Hello Denise welcome to our wonderful forum. You being a Debum girl and me being a Debum boy have fings in common. Baint be mattering if you are from sumwhere else, you live in our wonderful county. Afraid the Debum dumplings will have to go, pasties is a no no unless you can inject two pens of NovoRapid orally. All joking aside thankyou for coming on board, the pleasure is ours.


----------



## louloulou (Jul 22, 2019)

Denise Winthorpe said:


> I have recently been diagnosed type 1 after ending up in hospital with DKA . At the age of 52 this has been a shock . I keep reading the forum as I have found it really useful. I’m having some dark days but I am lucky to have the support of my amazing husband . I left hospital in Devon being told to take certain doses of novarapid and lantus. No one explained that these would need adjusting, or what the blood sugar levels should be . The next day had a hypo luckily I was at the doctors. Finding it hard to go out with confidence that I will be okay .



Hi Denise and welcome I was also in hospital in intensive care and its a real life change and scary I also on Insulin 5 times a day Lou


----------



## stephknits (Jul 22, 2019)

Hi and welcome from another late starter! Diagnosed 6 years ago at 42.


----------



## louloulou (Jul 23, 2019)

Hello


stephknits said:


> Hi and welcome from another late starter! Diagnosed 6 years ago at 42.
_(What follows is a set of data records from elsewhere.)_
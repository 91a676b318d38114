//! Shared metadata registry.

use super::model::EntityMetadata;
use crate::entity::Entity;
use crate::error::{CoreError, CoreResult};
use crate::types::EntityType;
use parking_lot::RwLock;
use std::collections::HashMap;
use std::sync::Arc;
use tracing::info;

#[derive(Default)]
struct Tables {
    by_type: HashMap<EntityType, Arc<EntityMetadata>>,
    by_name: HashMap<String, Arc<EntityMetadata>>,
}

/// Process-wide store of entity descriptors.
///
/// Populated once by registration and read by every session. Registration
/// is first-writer-wins: registering a type again returns the descriptor
/// already stored.
#[derive(Default)]
pub struct MetadataRegistry {
    tables: RwLock<Tables>,
}

impl MetadataRegistry {
    /// Creates an empty registry.
    #[must_use]
    pub fn new() -> Self {
        Self::default()
    }

    /// Registers `T`, building its descriptor if it is not known yet.
    ///
    /// # Errors
    ///
    /// Returns the error of [`Entity::metadata`], or
    /// [`CoreError::InvalidMetadata`] if the descriptor describes another
    /// type or its entity name is taken by another type.
    pub fn register<T: Entity>(&self) -> CoreResult<Arc<EntityMetadata>> {
        let entity_type = EntityType::of::<T>();
        if let Some(existing) = self.tables.read().by_type.get(&entity_type) {
            return Ok(Arc::clone(existing));
        }

        let metadata = T::metadata()?;
        if metadata.entity_type() != entity_type {
            return Err(CoreError::invalid_metadata(format!(
                "metadata of {} describes {}",
                entity_type.name(),
                metadata.entity_type().name()
            )));
        }

        let mut tables = self.tables.write();
        if let Some(existing) = tables.by_type.get(&entity_type) {
            return Ok(Arc::clone(existing));
        }
        if tables.by_name.contains_key(metadata.entity_name()) {
            return Err(CoreError::invalid_metadata(format!(
                "entity name {} already registered",
                metadata.entity_name()
            )));
        }

        let metadata = Arc::new(metadata);
        tables.by_type.insert(entity_type, Arc::clone(&metadata));
        tables
            .by_name
            .insert(metadata.entity_name().to_string(), Arc::clone(&metadata));
        info!(
            entity = metadata.entity_name(),
            table = %metadata.qualified_table_name(),
            attributes = metadata.attributes().len(),
            "entity registered"
        );
        Ok(metadata)
    }

    /// Returns the descriptor of `entity_type`.
    pub fn get(&self, entity_type: EntityType) -> CoreResult<Arc<EntityMetadata>> {
        self.tables
            .read()
            .by_type
            .get(&entity_type)
            .cloned()
            .ok_or_else(|| CoreError::metadata_not_found(entity_type.name()))
    }

    /// Returns the descriptor of `T`.
    pub fn get_for<T: 'static>(&self) -> CoreResult<Arc<EntityMetadata>> {
        self.get(EntityType::of::<T>())
    }

    /// Returns the descriptor registered under a query-language name.
    pub fn get_by_name(&self, entity_name: &str) -> CoreResult<Arc<EntityMetadata>> {
        self.tables
            .read()
            .by_name
            .get(entity_name)
            .cloned()
            .ok_or_else(|| CoreError::metadata_not_found(entity_name))
    }

    /// Returns true if `entity_type` is registered.
    #[must_use]
    pub fn contains(&self, entity_type: EntityType) -> bool {
        self.tables.read().by_type.contains_key(&entity_type)
    }

    /// Number of registered entity types.
    #[must_use]
    pub fn len(&self) -> usize {
        self.tables.read().by_type.len()
    }

    /// Returns true if nothing is registered.
    #[must_use]
    pub fn is_empty(&self) -> bool {
        self.len() == 0
    }
}

impl std::fmt::Debug for MetadataRegistry {
    fn fmt(&self, f: &mut std::fmt::Formatter<'_>) -> std::fmt::Result {
        let tables = self.tables.read();
        let mut names: Vec<_> = tables.by_name.keys().cloned().collect();
        names.sort();
        f.debug_struct("MetadataRegistry")
            .field("entities", &names)
            .finish()
    }
}
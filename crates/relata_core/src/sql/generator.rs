//! Statements derived from entity metadata.

use super::builder::{SqlBuilder, WhereClause};
use super::Statement;
use crate::error::CoreResult;
use crate::metadata::{EntityMetadata, IdGeneration};
use relata_codec::Value;
use std::any::Any;

/// INSERT for `entity`.
///
/// The identifier column is left out when the database generates it and the
/// entity has none yet. Attributes that are not insertable are left out.
pub fn insert_statement(metadata: &EntityMetadata, entity: &dyn Any) -> CoreResult<Statement> {
    let identifier = metadata.identifier();
    let id = identifier.get_value(entity)?;

    let mut columns = Vec::with_capacity(metadata.attributes().len() + 1);
    let mut parameters = Vec::with_capacity(columns.capacity());
    if !(identifier.generation() == IdGeneration::Generated && id.is_null()) {
        columns.push(identifier.column_name());
        parameters.push(id);
    }
    for attribute in metadata.attributes().iter().filter(|a| a.is_insertable()) {
        columns.push(attribute.column_name());
        parameters.push(attribute.get_value(entity)?);
    }

    Ok(Statement::new(
        SqlBuilder::insert(&metadata.qualified_table_name(), &columns),
        parameters,
    ))
}

/// UPDATE of every updatable attribute, addressed by `id`.
///
/// `id` is the identifier the row is tracked under, which may differ from
/// the one the entity currently holds. Returns `None` when the entity has
/// no updatable attribute.
pub fn update_statement(
    metadata: &EntityMetadata,
    entity: &dyn Any,
    id: Value,
) -> CoreResult<Option<Statement>> {
    let columns: Vec<&str> = metadata
        .attributes()
        .iter()
        .filter(|a| a.is_updatable())
        .map(|a| a.column_name())
        .collect();
    if columns.is_empty() {
        return Ok(None);
    }

    let filter = WhereClause::new().column_eq(metadata.identifier().column_name());
    let sql = SqlBuilder::update(&metadata.qualified_table_name(), &columns, &filter);
    Ok(Some(Statement::new(sql, update_values(metadata, entity, id)?)))
}

/// Parameters of [`update_statement`]: updatable attributes, then `id`.
pub fn update_values(
    metadata: &EntityMetadata,
    entity: &dyn Any,
    id: Value,
) -> CoreResult<Vec<Value>> {
    let mut values = metadata
        .attributes()
        .iter()
        .filter(|a| a.is_updatable())
        .map(|a| a.get_value(entity))
        .collect::<CoreResult<Vec<_>>>()?;
    values.push(id);
    Ok(values)
}

/// DELETE by identifier.
#[must_use]
pub fn delete_statement(metadata: &EntityMetadata, id: Value) -> Statement {
    let filter = WhereClause::new().column_eq(metadata.identifier().column_name());
    Statement::new(
        SqlBuilder::delete(&metadata.qualified_table_name(), &filter),
        vec![id],
    )
}

/// SELECT of the identifier and every attribute, by identifier.
#[must_use]
pub fn select_by_id_statement(metadata: &EntityMetadata, id: Value) -> Statement {
    let filter = WhereClause::new().column_eq(metadata.identifier().column_name());
    Statement::new(
        SqlBuilder::select(
            &metadata.qualified_table_name(),
            &metadata.select_columns(),
            &filter,
        ),
        vec![id],
    )
}

#[cfg(test)]
mod tests {
    use super::*;
    use relata_codec::AttributeType;

    #[derive(Default)]
    struct Post {
        id: Option<i64>,
        title: String,
        created: i64,
    }

    fn metadata(generated: bool) -> EntityMetadata {
        let builder = EntityMetadata::builder::<Post>("Post")
            .table("posts")
            .id("id", AttributeType::Integer, |p| p.id.into(), |p, v| {
                p.id = v.into_typed()?;
                Ok(())
            });
        let builder = if generated {
            builder.generated_id()
        } else {
            builder
        };
        builder
            .attribute("title", AttributeType::Text, |p| p.title.clone().into(), |p, v| {
                p.title = v.into_typed()?;
                Ok(())
            })
            .attribute("created", AttributeType::Integer, |p| p.created.into(), |p, v| {
                p.created = v.into_typed()?;
                Ok(())
            })
            .updatable(false)
            .build()
            .unwrap()
    }

    fn post(id: Option<i64>) -> Post {
        Post {
            id,
            title: "hello".into(),
            created: 100,
        }
    }

    #[test]
    fn insert_includes_assigned_id() {
        let statement = insert_statement(&metadata(false), &post(Some(5))).unwrap();
        assert_eq!(
            statement.sql(),
            "INSERT INTO posts (id, title, created) VALUES (?, ?, ?)"
        );
        assert_eq!(
            statement.parameters(),
            &[
                Value::Integer(5),
                Value::Text("hello".into()),
                Value::Integer(100)
            ]
        );
    }

    #[test]
    fn insert_omits_pending_generated_id() {
        let statement = insert_statement(&metadata(true), &post(None)).unwrap();
        assert_eq!(
            statement.sql(),
            "INSERT INTO posts (title, created) VALUES (?, ?)"
        );

        // an explicit id is still written
        let statement = insert_statement(&metadata(true), &post(Some(8))).unwrap();
        assert_eq!(statement.parameters()[0], Value::Integer(8));
    }

    #[test]
    fn update_skips_non_updatable() {
        let statement = update_statement(&metadata(false), &post(Some(5)), Value::Integer(5))
            .unwrap()
            .unwrap();
        assert_eq!(statement.sql(), "UPDATE posts SET title = ? WHERE id = ?");
        assert_eq!(
            statement.parameters(),
            &[Value::Text("hello".into()), Value::Integer(5)]
        );
    }

    #[test]
    fn update_is_addressed_by_the_given_id() {
        let statement = update_statement(&metadata(false), &post(Some(99)), Value::Integer(5))
            .unwrap()
            .unwrap();
        assert_eq!(statement.parameters().last(), Some(&Value::Integer(5)));
    }

    #[test]
    fn delete_and_select_by_id() {
        let metadata = metadata(false);
        let delete = delete_statement(&metadata, Value::Integer(5));
        assert_eq!(delete.sql(), "DELETE FROM posts WHERE id = ?");

        let select = select_by_id_statement(&metadata, Value::Integer(5));
        assert_eq!(
            select.sql(),
            "SELECT id, title, created FROM posts WHERE id = ?"
        );
        assert_eq!(select.parameters(), &[Value::Integer(5)]);
    }
}
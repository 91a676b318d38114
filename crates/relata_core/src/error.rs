//! Error types for Relata core.

use relata_storage::StorageError;
use thiserror::Error;

/// Result type for core operations.
pub type CoreResult<T> = Result<T, CoreError>;

/// Errors that can occur in Relata core operations.
#[derive(Debug, Error)]
pub enum CoreError {
    /// Storage layer error.
    #[error("storage error: {0}")]
    Storage(#[from] StorageError),

    /// Value codec error.
    #[error("codec error: {0}")]
    Codec(#[from] relata_codec::CodecError),

    /// The entity is not tracked by the persistence context.
    #[error("entity not managed: {entity}")]
    NotManaged {
        /// Description of the entity.
        entity: String,
    },

    /// Illegal entity status transition.
    #[error("invalid entity state: {message}")]
    InvalidState {
        /// Description of the transition.
        message: String,
    },

    /// Transaction or session used in the wrong lifecycle state.
    #[error("illegal state: {message}")]
    IllegalState {
        /// Description of the misuse.
        message: String,
    },

    /// Another instance is already tracked under the same key.
    #[error("duplicate identity: {key}")]
    DuplicateIdentity {
        /// The colliding key.
        key: String,
    },

    /// An entity key could not be formed.
    #[error("invalid entity key: {message}")]
    InvalidKey {
        /// Why the key is invalid.
        message: String,
    },

    /// Begin, commit or rollback failed at the driver.
    #[error("transaction error: {message}")]
    Transaction {
        /// What the transaction was doing.
        message: String,
        /// Underlying driver failure.
        #[source]
        source: StorageError,
    },

    /// A statement failed to execute.
    #[error("statement failed: {sql}")]
    PersistenceIo {
        /// The statement text.
        sql: String,
        /// Underlying driver failure.
        #[source]
        source: StorageError,
    },

    /// An argument was rejected.
    #[error("invalid argument: {message}")]
    InvalidArgument {
        /// Description of the problem.
        message: String,
    },

    /// No metadata registered for the entity.
    #[error("no metadata registered for {entity}")]
    MetadataNotFound {
        /// Entity type or name.
        entity: String,
    },

    /// Metadata declaration is inconsistent.
    #[error("invalid metadata: {message}")]
    InvalidMetadata {
        /// Description of the problem.
        message: String,
    },

    /// Query text could not be parsed, translated or bound.
    #[error("query error: {message}")]
    Query {
        /// Description of the problem.
        message: String,
    },
}

impl CoreError {
    /// Creates a not managed error.
    pub fn not_managed(entity: impl Into<String>) -> Self {
        Self::NotManaged {
            entity: entity.into(),
        }
    }

    /// Creates an invalid state error.
    pub fn invalid_state(message: impl Into<String>) -> Self {
        Self::InvalidState {
            message: message.into(),
        }
    }

    /// Creates an illegal state error.
    pub fn illegal_state(message: impl Into<String>) -> Self {
        Self::IllegalState {
            message: message.into(),
        }
    }

    /// Creates a duplicate identity error.
    pub fn duplicate_identity(key: impl std::fmt::Display) -> Self {
        Self::DuplicateIdentity {
            key: key.to_string(),
        }
    }

    /// Creates an invalid key error.
    pub fn invalid_key(message: impl Into<String>) -> Self {
        Self::InvalidKey {
            message: message.into(),
        }
    }

    /// Creates a transaction error.
    pub fn transaction(message: impl Into<String>, source: StorageError) -> Self {
        Self::Transaction {
            message: message.into(),
            source,
        }
    }

    /// Creates a persistence I/O error.
    pub fn persistence_io(sql: impl Into<String>, source: StorageError) -> Self {
        Self::PersistenceIo {
            sql: sql.into(),
            source,
        }
    }

    /// Creates an invalid argument error.
    pub fn invalid_argument(message: impl Into<String>) -> Self {
        Self::InvalidArgument {
            message: message.into(),
        }
    }

    /// Creates a metadata not found error.
    pub fn metadata_not_found(entity: impl Into<String>) -> Self {
        Self::MetadataNotFound {
            entity: entity.into(),
        }
    }

    /// Creates an invalid metadata error.
    pub fn invalid_metadata(message: impl Into<String>) -> Self {
        Self::InvalidMetadata {
            message: message.into(),
        }
    }

    /// Creates a query error.
    pub fn query(message: impl Into<String>) -> Self {
        Self::Query {
            message: message.into(),
        }
    }
}
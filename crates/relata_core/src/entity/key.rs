//! Entity key type.

use crate::error::{CoreError, CoreResult};
use crate::types::EntityType;
use relata_codec::Value;
use std::fmt;

/// Identity of a persistent row: entity type plus identifier value.
///
/// Two keys are equal iff both the type and the identifier are equal. The
/// identifier is never null.
#[derive(Debug, Clone, PartialEq, Eq, Hash)]
pub struct EntityKey {
    entity_type: EntityType,
    id: Value,
}

impl EntityKey {
    /// Creates a key.
    ///
    /// # Errors
    ///
    /// Returns [`CoreError::InvalidKey`] if `id` is null.
    pub fn new(entity_type: EntityType, id: Value) -> CoreResult<Self> {
        if id.is_null() {
            return Err(CoreError::invalid_key(format!(
                "identifier of {entity_type} cannot be null"
            )));
        }
        Ok(Self { entity_type, id })
    }

    /// Creates a key for entity type `T`.
    pub fn of<T: 'static>(id: impl Into<Value>) -> CoreResult<Self> {
        Self::new(EntityType::of::<T>(), id.into())
    }

    /// The entity type.
    #[must_use]
    pub fn entity_type(&self) -> EntityType {
        self.entity_type
    }

    /// The identifier value.
    #[must_use]
    pub fn id(&self) -> &Value {
        &self.id
    }
}

impl fmt::Display for EntityKey {
    fn fmt(&self, f: &mut fmt::Formatter<'_>) -> fmt::Result {
        write!(f, "{}[{}]", self.entity_type, self.id)
    }
}
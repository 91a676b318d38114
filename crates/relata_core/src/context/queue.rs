//! Ordered queue of pending writes.

use super::action::{ActionKind, EntityAction};
use crate::error::CoreResult;
use crate::types::{EntityHandle, FlushStats};
use relata_storage::Connection;
use std::collections::HashSet;
use tracing::trace;

/// Pending insertions, updates and deletions.
///
/// Execution order is fixed: every insertion, then every update, then every
/// deletion, each category in enqueue order.
#[derive(Default)]
pub struct ActionQueue {
    insertions: Vec<Box<dyn EntityAction>>,
    updates: Vec<Box<dyn EntityAction>>,
    deletions: Vec<Box<dyn EntityAction>>,
    inserting: HashSet<EntityHandle>,
}

impl ActionQueue {
    /// Creates an empty queue.
    #[must_use]
    pub fn new() -> Self {
        Self::default()
    }

    /// Appends an insertion.
    pub fn add_insertion(&mut self, action: Box<dyn EntityAction>) {
        self.inserting.insert(action.handle());
        self.insertions.push(action);
    }

    /// Appends an update.
    pub fn add_update(&mut self, action: Box<dyn EntityAction>) {
        self.updates.push(action);
    }

    /// Appends a deletion.
    pub fn add_deletion(&mut self, action: Box<dyn EntityAction>) {
        self.deletions.push(action);
    }

    /// Runs every action on `conn` in category order.
    ///
    /// The first failure stops execution and is returned; the queue is left
    /// untouched either way, so the caller decides when to [`clear`](Self::clear).
    pub fn execute_actions(&self, conn: &mut dyn Connection) -> CoreResult<FlushStats> {
        let mut stats = FlushStats::default();
        for action in self
            .insertions
            .iter()
            .chain(&self.updates)
            .chain(&self.deletions)
        {
            trace!(kind = %action.kind(), entity = %action.handle(), "executing action");
            action.execute(conn)?;
            match action.kind() {
                ActionKind::Insert => stats.inserted += 1,
                ActionKind::Update => stats.updated += 1,
                ActionKind::Delete => stats.deleted += 1,
            }
        }
        Ok(stats)
    }

    /// Drops every pending action.
    pub fn clear(&mut self) {
        self.insertions.clear();
        self.updates.clear();
        self.deletions.clear();
        self.inserting.clear();
    }

    /// Returns true if an insertion is pending for `handle`.
    #[must_use]
    pub fn has_insertion(&self, handle: EntityHandle) -> bool {
        self.inserting.contains(&handle)
    }

    /// Number of pending insertions.
    #[must_use]
    pub fn insertion_count(&self) -> usize {
        self.insertions.len()
    }

    /// Number of pending updates.
    #[must_use]
    pub fn update_count(&self) -> usize {
        self.updates.len()
    }

    /// Number of pending deletions.
    #[must_use]
    pub fn deletion_count(&self) -> usize {
        self.deletions.len()
    }

    /// Total number of pending actions.
    #[must_use]
    pub fn len(&self) -> usize {
        self.insertions.len() + self.updates.len() + self.deletions.len()
    }

    /// Returns true if nothing is pending.
    #[must_use]
    pub fn is_empty(&self) -> bool {
        self.len() == 0
    }
}

impl std::fmt::Debug for ActionQueue {
    fn fmt(&self, f: &mut std::fmt::Formatter<'_>) -> std::fmt::Result {
        f.debug_struct("ActionQueue")
            .field("insertions", &self.insertions.len())
            .field("updates", &self.updates.len())
            .field("deletions", &self.deletions.len())
            .finish()
    }
}
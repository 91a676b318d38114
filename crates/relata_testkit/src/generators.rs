//! Property-based test generators using proptest.

use crate::fixtures::Member;
use proptest::prelude::*;

/// Strategy for member names.
pub fn member_name_strategy() -> impl Strategy<Value = String> {
    prop::string::string_regex("[A-Z][a-z]{0,11}").expect("Invalid regex")
}

/// Strategy for members with ids in `1..=1000`.
pub fn member_strategy() -> impl Strategy<Value = Member> {
    (1i64..=1000, member_name_strategy(), prop::option::of(0i64..120))
        .prop_map(|(id, name, age)| Member { id, name, age })
}

/// A change applied to a managed member between flushes.
#[derive(Debug, Clone, PartialEq, Eq)]
pub enum MemberEdit {
    /// Set the name.
    Rename(String),
    /// Set the age.
    SetAge(Option<i64>),
}

impl MemberEdit {
    /// Applies the edit.
    pub fn apply(&self, member: &mut Member) {
        match self {
            MemberEdit::Rename(name) => member.name = name.clone(),
            MemberEdit::SetAge(age) => member.age = *age,
        }
    }
}

/// Strategy for member edits.
pub fn member_edit_strategy() -> impl Strategy<Value = MemberEdit> {
    prop_oneof![
        member_name_strategy().prop_map(MemberEdit::Rename),
        prop::option::of(0i64..120).prop_map(MemberEdit::SetAge),
    ]
}
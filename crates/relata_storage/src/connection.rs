//! Raw connection trait and result sets.

use crate::error::StorageResult;
use relata_codec::SqlValue;

/// A raw database connection.
///
/// Connections are **untyped statement pipes**: they execute SQL with
/// positional `?` parameters already encoded as [`SqlValue`]s. Relata owns
/// statement generation and value conversion; connections only move bytes.
///
/// # Auto-commit
///
/// A fresh connection is in auto-commit mode. Turning auto-commit off opens a
/// transaction; while it stays off, `commit` and `rollback` end the current
/// transaction and immediately open the next one. Turning auto-commit back on
/// commits whatever is pending.
///
/// # Invariants
///
/// - Once `close` succeeds, every other operation returns
///   [`StorageError::Closed`](crate::StorageError::Closed)
/// - `close` on a closed connection is a no-op
pub trait Connection: Send {
    /// Executes a statement and returns the number of affected rows.
    fn execute(&mut self, sql: &str, params: &[SqlValue]) -> StorageResult<u64>;

    /// Executes an INSERT and returns the key the database generated for the
    /// new row, if any.
    fn execute_returning_key(
        &mut self,
        sql: &str,
        params: &[SqlValue],
    ) -> StorageResult<Option<SqlValue>>;

    /// Runs a query and collects every row.
    fn query(&mut self, sql: &str, params: &[SqlValue]) -> StorageResult<ResultSet>;

    /// Executes one or more parameterless statements, e.g. DDL.
    fn execute_batch(&mut self, sql: &str) -> StorageResult<()>;

    /// Returns whether auto-commit is on.
    fn auto_commit(&self) -> bool;

    /// Switches auto-commit on or off.
    fn set_auto_commit(&mut self, enabled: bool) -> StorageResult<()>;

    /// Commits the current transaction.
    fn commit(&mut self) -> StorageResult<()>;

    /// Rolls back the current transaction.
    fn rollback(&mut self) -> StorageResult<()>;

    /// Returns whether the connection has been closed.
    fn is_closed(&self) -> bool;

    /// Closes the connection.
    fn close(&mut self) -> StorageResult<()>;
}

/// Rows returned by a query, fully materialised.
#[derive(Debug, Clone, Default, PartialEq)]
pub struct ResultSet {
    columns: Vec<String>,
    rows: Vec<Vec<SqlValue>>,
}

impl ResultSet {
    /// Creates a result set from column names and rows.
    #[must_use]
    pub fn new(columns: Vec<String>, rows: Vec<Vec<SqlValue>>) -> Self {
        Self { columns, rows }
    }

    /// Column names in select order.
    #[must_use]
    pub fn columns(&self) -> &[String] {
        &self.columns
    }

    /// Number of rows.
    #[must_use]
    pub fn len(&self) -> usize {
        self.rows.len()
    }

    /// Returns true if the query produced no rows.
    #[must_use]
    pub fn is_empty(&self) -> bool {
        self.rows.is_empty()
    }

    /// Returns the row at `index`.
    #[must_use]
    pub fn row(&self, index: usize) -> Option<Row<'_>> {
        self.rows.get(index).map(|values| Row {
            columns: &self.columns,
            values,
        })
    }

    /// Iterates over the rows.
    pub fn iter(&self) -> impl Iterator<Item = Row<'_>> {
        self.rows.iter().map(move |values| Row {
            columns: &self.columns,
            values,
        })
    }
}

/// A borrowed view of one result row.
#[derive(Debug, Clone, Copy)]
pub struct Row<'a> {
    columns: &'a [String],
    values: &'a [SqlValue],
}

impl<'a> Row<'a> {
    /// Returns the value of the named column (ASCII case-insensitive).
    #[must_use]
    pub fn get(&self, column: &str) -> Option<&'a SqlValue> {
        self.columns
            .iter()
            .position(|c| c.eq_ignore_ascii_case(column))
            .and_then(|i| self.values.get(i))
    }

    /// Returns the value at a column index.
    #[must_use]
    pub fn get_index(&self, index: usize) -> Option<&'a SqlValue> {
        self.values.get(index)
    }

    /// All values in select order.
    #[must_use]
    pub fn values(&self) -> &'a [SqlValue] {
        self.values
    }
}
 how are you doing I was 40 when diagnosed Lou


----------



## Deleted member 25429 (Jul 29, 2019)

Just been to see the consultant and even more confused . She was questioning whether I had a dka although I have a letter from another hospital saying it was . She’s also said she doesn’t think I’m type 1 as I don’t need much insulin. She never asked me whether I had a low carb diet which I do as I’m trying to loose more weight. I’m so confused don’t know what to do. She’s also told me my sugar levels need to be higher , I am normally between 6 and 10 .


----------



## louloulou (Jul 29, 2019)

Denise Winthorpe said:


> Just been to see the consultant and even more confused . She was questioning whether I had a dka although I have a letter from another hospital saying it was . She’s also said she doesn’t think I’m type 1 as I don’t need much insulin. She never asked me whether I had a low carb diet which I do as I’m trying to loose more weight. I’m so confused don’t know what to do. She’s also told me my sugar levels need to be higher , I am normally between 6 and 10 .



I am sorry you are as confused as me they don't make this journey at all easy its bad enough living with it. From my point 10 is high for me I am told between 6 and 8 good for me Lou


----------



## TheClockworkDodo (Jul 29, 2019)

That sounds absolutely bizarre, Denise 

Firstly, if she doesn't think you're type 1, she can do tests to find out definitely one way or another, if they haven't been done already.  If they have and you've been diagnosed with type 1, then you're type 1 - it's not something that's a matter of opinion!  If the tests haven't been done then do ask if they will do them if there's any doubt - the ones you need are a GAD antibody test and a C-Peptide test (they are just blood tests, but the C-Peptide results take a while to come back and they often don't bother to do it when the diagnosis is obvious for other reasons).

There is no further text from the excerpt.